WORK INSTRUCTION: Retrieve every line of the data holding the word "EXPERIENCE".

THE DATA:
##############################

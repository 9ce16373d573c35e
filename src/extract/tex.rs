//! LaTeX source text extraction.
//!
//! Approximates the visible text of a LaTeX resume: comments go, known
//! text-wrapping commands keep their argument, remaining commands and
//! braces are dropped. This is not a LaTeX interpreter; it only needs to
//! recover enough prose for the heuristics downstream.

use std::path::Path;

use regex::Regex;

use crate::error::Result;

/// Extract approximate plain text from a LaTeX source file.
pub fn extract(path: &Path) -> Result<String> {
    let source = std::fs::read_to_string(path)?;
    Ok(strip_latex(&source))
}

/// Strip LaTeX markup from source text.
pub fn strip_latex(source: &str) -> String {
    // Unescaped % starts a comment to end of line.
    let comment_re = Regex::new(r"(?m)(^|[^\\])%.*$").unwrap();
    // Commands whose single argument is document text.
    let wrapper_re =
        Regex::new(r"\\(?:textbf|textit|texttt|emph|underline|section\*?|subsection\*?|item|mbox|href\{[^}]*\})\{([^{}]*)\}")
            .unwrap();
    // Any remaining command, with or without arguments.
    let command_re = Regex::new(r"\\[A-Za-z]+(\[[^\]]*\])?(\{[^{}]*\})*").unwrap();

    let text = comment_re.replace_all(source, "$1");
    let mut text = text.into_owned();

    // Wrapper commands can nest; unwrap until none remain.
    loop {
        let next = wrapper_re.replace_all(&text, "$1").into_owned();
        if next == text {
            break;
        }
        text = next;
    }

    // Line breaks before command stripping, so `\\word` is not read as a
    // command named `word`.
    let text = text.replace("\\\\", "\n");
    let text = command_re.replace_all(&text, " ").into_owned();
    let text = text.replace(['{', '}'], "");

    // Unescape the characters LaTeX sources escape.
    let text = text
        .replace("\\&", "&")
        .replace("\\%", "%")
        .replace("\\$", "$")
        .replace("\\#", "#")
        .replace("\\_", "_");

    text.lines()
        .map(str::trim)
        .collect::<Vec<_>>()
        .join("\n")
}

#[cfg(test)]
mod tests {
    use super::*;

    #[test]
    fn test_comments_removed() {
        let text = strip_latex("kept % dropped\nalso kept");
        assert!(text.contains("kept"));
        assert!(!text.contains("dropped"));
    }

    #[test]
    fn test_escaped_percent_survives() {
        let text = strip_latex("improved throughput 40\\%");
        assert!(text.contains("40%"));
    }

    #[test]
    fn test_wrapper_argument_kept() {
        let text = strip_latex("\\textbf{Senior Engineer} at \\emph{Acme}");
        assert!(text.contains("Senior Engineer"));
        assert!(text.contains("Acme"));
        assert!(!text.contains("\\textbf"));
    }

    #[test]
    fn test_nested_wrappers_unwrapped() {
        let text = strip_latex("\\section*{\\textbf{EXPERIENCE}}");
        assert!(text.contains("EXPERIENCE"));
        assert!(!text.contains('{'));
    }

    #[test]
    fn test_plain_commands_dropped() {
        let text = strip_latex("\\documentclass[11pt]{article}\nJane Doe");
        assert!(!text.contains("article"));
        assert!(text.contains("Jane Doe"));
    }

    #[test]
    fn test_double_backslash_is_linebreak() {
        let text = strip_latex("Jane Doe\\\\jane@example.com");
        let lines: Vec<&str> = text.lines().collect();
        assert!(lines.contains(&"Jane Doe"));
        assert!(lines.contains(&"jane@example.com"));
    }
}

##############################

EXERCISE SOLUTION:
        let text = strip_latex("\\section*{\\textbf{EXPERIENCE}}");
        assert!(text.contains("EXPERIENCE"));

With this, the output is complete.